IPCC's 'plebgate' decision quashed by High Court
The police watchdog's decision to reinvestigate three officers at the centre of the "plebgate" row is flawed and must be retaken, judges have ruled.
The men were accused of giving a false account of a meeting with MP Andrew Mitchell, amid a row over whether he called Downing Street police "plebs".
They were cleared after investigations by their three police forces.
The High Court quashed the Independent Police Complaints Commission's decision to investigate the case itself.
Judicial proceedings were launched by the Police Federation, which represents rank-and-file police officers in England and Wales.
It had argued the IPCC's decision to reinvestigate the officers was "unlawful".
Judges sitting at the High Court in London said the investigations into the three officers had been "lamentable" while also criticising the former deputy chair of the IPCC, Deborah Glass, for showing an "apparent bias" over the case.
An IPCC spokesman said it "welcomed" the decision that the decisions of the three police forces had been "invalid" and said it would make a "fresh assessment" of the case.
Following the "plebgate" incident at Downing Street in September 2012, then-Chief Whip Mr Mitchell apologised for using bad language but said he had not used the word pleb.
He later resigned as chief whip as the row continued.
A month later, in an attempt to smooth things over, Mr Mitchell held a meeting in his Sutton Coldfield constituency with Det Sgt Stuart Hinton, Insp Ken MacKaill and Sgt Chris Jones from the federation.

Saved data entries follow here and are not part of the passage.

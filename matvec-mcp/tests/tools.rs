//! End-to-end tool calls through the JSON-RPC layer

use matvec_mcp::{process_line, ServerConfig};
use serde_json::{json, Value};

fn call_tool(name: &str, arguments: Value) -> Value {
    let request = json!({
        "jsonrpc": "2.0",
        "id": 1,
        "method": "tools/call",
        "params": { "name": name, "arguments": arguments }
    });
    let response = process_line(&ServerConfig::default(), &request.to_string()).expect("a response");
    assert!(response.error.is_none(), "protocol error: {:?}", response.error);
    response.result.expect("a result")
}

fn payload(result: &Value) -> &Value {
    &result["structuredContent"]
}

#[test]
fn diagonal_system_solves_by_both_methods() {
    let args = json!({ "A": [["2", "0"], ["0", "2"]], "b": ["4", "6"] });

    let cramer = call_tool("linear_cramer", args.clone());
    assert_eq!(cramer["isError"], false);
    let p = payload(&cramer);
    assert_eq!(p["detA"], "4.000000");
    assert_eq!(p["dets"], json!(["8.000000", "12.000000"]));
    assert_eq!(p["solution"], json!(["2.000000", "3.000000"]));
    assert_eq!(p["matrices"]["A1"], json!([["4.000000", "0.000000"], ["6.000000", "2.000000"]]));
    assert_eq!(p["matrices"]["A2"], json!([["2.000000", "4.000000"], ["0.000000", "6.000000"]]));

    let inverse = call_tool("linear_inverse", args);
    assert_eq!(inverse["isError"], false);
    let p = payload(&inverse);
    assert_eq!(p["detA"], "4.000000");
    assert_eq!(p["Ainv"], json!([["0.500000", "0.000000"], ["0.000000", "0.500000"]]));
    assert_eq!(p["solution"], json!(["2.000000", "3.000000"]));
}

#[test]
fn singular_system_reports_determinant() {
    let args = json!({ "A": [["1", "2"], ["2", "4"]], "b": ["3", "6"] });

    let cramer = call_tool("linear_cramer", args.clone());
    assert_eq!(cramer["isError"], true);
    assert_eq!(payload(&cramer)["error"]["code"], "NO_UNIQUE_SOLUTION");
    assert_eq!(payload(&cramer)["detA"], "0.000000");

    let inverse = call_tool("linear_inverse", args);
    assert_eq!(inverse["isError"], true);
    assert_eq!(payload(&inverse)["error"]["code"], "SINGULAR");
    assert_eq!(payload(&inverse)["detA"], "0.000000");
}

#[test]
fn matrix_operations_with_fractions() {
    let a = json!([["1/2", "1"], ["0", "2"]]);
    let b = json!([[2, 0], [1, "3/4"]]);

    let r = call_tool("matrix_operate", json!({ "A": a, "B": b, "op": "add" }));
    assert_eq!(payload(&r)["resultMatrix"], json!([["2.500000", "1.000000"], ["1.000000", "2.750000"]]));

    let r = call_tool("matrix_operate", json!({ "A": a, "B": b, "op": "mul" }));
    assert_eq!(payload(&r)["resultMatrix"], json!([["2.000000", "0.750000"], ["2.000000", "1.500000"]]));

    let r = call_tool("matrix_operate", json!({ "A": a, "op": "det" }));
    assert_eq!(payload(&r)["scalar"], "1.000000");

    let r = call_tool("matrix_operate", json!({ "A": a, "op": "inverse" }));
    assert_eq!(payload(&r)["resultMatrix"], json!([["2.000000", "-1.000000"], ["0.000000", "0.500000"]]));

    let r = call_tool("matrix_operate", json!({ "A": a, "B": b, "op": "transpose", "target": "B" }));
    assert_eq!(payload(&r)["resultMatrix"], json!([["2.000000", "1.000000"], ["0.000000", "0.750000"]]));
}

#[test]
fn shape_mismatch_is_a_tool_error() {
    let r = call_tool(
        "matrix_operate",
        json!({ "A": [["1", "2"], ["3", "4"]], "B": [["1", "2", "3"]], "op": "subtract" }),
    );
    assert_eq!(r["isError"], true);
    assert_eq!(payload(&r)["error"]["code"], "SHAPE_MISMATCH");
    assert!(r["content"][0]["text"].as_str().unwrap().starts_with("[SHAPE_MISMATCH]"));
}

#[test]
fn parse_errors_name_the_cell() {
    let r = call_tool("linear_cramer", json!({ "A": [["1", "x"], ["0", "1"]], "b": ["1", "1"] }));
    assert_eq!(payload(&r)["error"]["code"], "PARSE_ERROR");
    assert_eq!(payload(&r)["error"]["cell"], "A[0][1]");

    let r = call_tool("matrix_operate", json!({ "A": [["1/0"]], "op": "det" }));
    assert_eq!(payload(&r)["error"]["code"], "DIV_ZERO");
}

#[test]
fn malformed_arguments_are_service_errors() {
    let r = call_tool("linear_inverse", json!({ "A": "not a grid", "b": [] }));
    assert_eq!(r["isError"], true);
    assert_eq!(payload(&r)["error"]["code"], "SERVICE_ERROR");

    let r = call_tool("linear_inverse", json!({ "b": ["1"] }));
    assert_eq!(payload(&r)["error"]["code"], "INCOMPLETE_INPUT");
}

#[test]
fn unknown_tool_is_a_protocol_error() {
    let request = json!({
        "jsonrpc": "2.0",
        "id": 9,
        "method": "tools/call",
        "params": { "name": "matrix_divide", "arguments": {} }
    });
    let response = process_line(&ServerConfig::default(), &request.to_string()).unwrap();
    assert_eq!(response.error.unwrap().code, -32602);
}

#[test]
fn vectors_calc_cartesian() {
    let r = call_tool(
        "vectors_calc",
        json!({
            "inputMode": "cart",
            "v1": { "x": "1", "y": "2" },
            "v2": { "x": 3, "y": 4 },
            "show": { "parallelogram": true, "subtraction": true }
        }),
    );
    assert_eq!(r["isError"], false);
    let p = payload(&r);
    assert_eq!(p["v1"]["xy"], json!(["1.000000", "2.000000"]));
    assert_eq!(p["v2"]["mag"], "5.000000");
    assert_eq!(p["sum"], json!(["4.000000", "6.000000"]));
    assert_eq!(p["diff"], json!(["-2.000000", "-2.000000"]));
    assert_eq!(p["dot"], "11.000000");
    assert_eq!(p["cross"], "-2.000000");

    let annotations = p["plotSpec"]["layout"]["annotations"].as_array().unwrap();
    let texts: Vec<&str> = annotations.iter().filter_map(|a| a["text"].as_str()).collect();
    assert_eq!(texts, vec!["u", "v", "u+v", "u−v"]);
    let sub = &annotations[3];
    assert_eq!((sub["ax"].as_f64(), sub["ay"].as_f64()), (Some(0.0), Some(0.0)));

    let shapes = p["plotSpec"]["layout"]["shapes"].as_array().unwrap();
    assert!(shapes.iter().any(|s| s["type"] == "path"));
}

#[test]
fn vectors_calc_missing_field() {
    let r = call_tool(
        "vectors_calc",
        json!({ "inputMode": "polar", "v1": { "mag": "2" }, "v2": { "mag": "1", "deg": "0" } }),
    );
    assert_eq!(r["isError"], true);
    assert_eq!(payload(&r)["error"]["code"], "INCOMPLETE_INPUT");
}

After the meeting, the three officers - who represented police in Warwickshire, West Mercia and West Midlands respectively - briefed the media.
But a transcript of a recording Mr Mitchell made of the meeting apparently contradicted the officers' account of what was said.
The matter was then referred to the IPCC, which decided not to conduct its own investigation but directed the forces the officers represented to launch their own inquiry.
All three police authorities concluded the officers had "no case to answer".
However, Deborah Glass, then IPCC deputy chair, decided in October last year that the investigation into the officers' conduct should be turned into "an independent investigation" conducted by the IPCC itself.
The three officers applied to the High Court in London to have the decision quashed on the grounds the IPCC had no power to re-determine the case.
Lord Justice Davies, sitting with Mr Justice Wilkie, ruled there had been a "series of errors and irregularities that was simply lamentable" within the individual investigations into the three officers.
He said the findings, which effectively cleared the officers of misconduct, had been "invalid" and ruled there should be a fresh investigation.
However, the judge said the "most troublesome" issue before the court had been allegations that Ms Glass had been guilty of "apparent bias" in her decision-making over the matter.
As the IPCC's deputy chair, Ms Glass had "publicly and repeatedly" made her disagreement with the decisions of the three police authorities known, the judge said.
Fairness meant that her decision must be quashed, he ruled.
Ms Glass's decision to order the fresh investigation was quashed by the court and the case referred back to the IPCC to reconsider the issue.
The judge observed that Ms Glass - who quit the IPPC for a job in Australia - would no longer be involved in the case.
In a statement, the IPCC said it welcomed the court's judgment that there was "no proper final report prepared for this investigation and therefore the decisions of the three police forces that there wasn't a case to answer for any of the officers were invalid".
"This is in line with our own view," it said.
"The IPCC will make a fresh assessment of whether or not to exercise its power to change the form of the investigation," it added.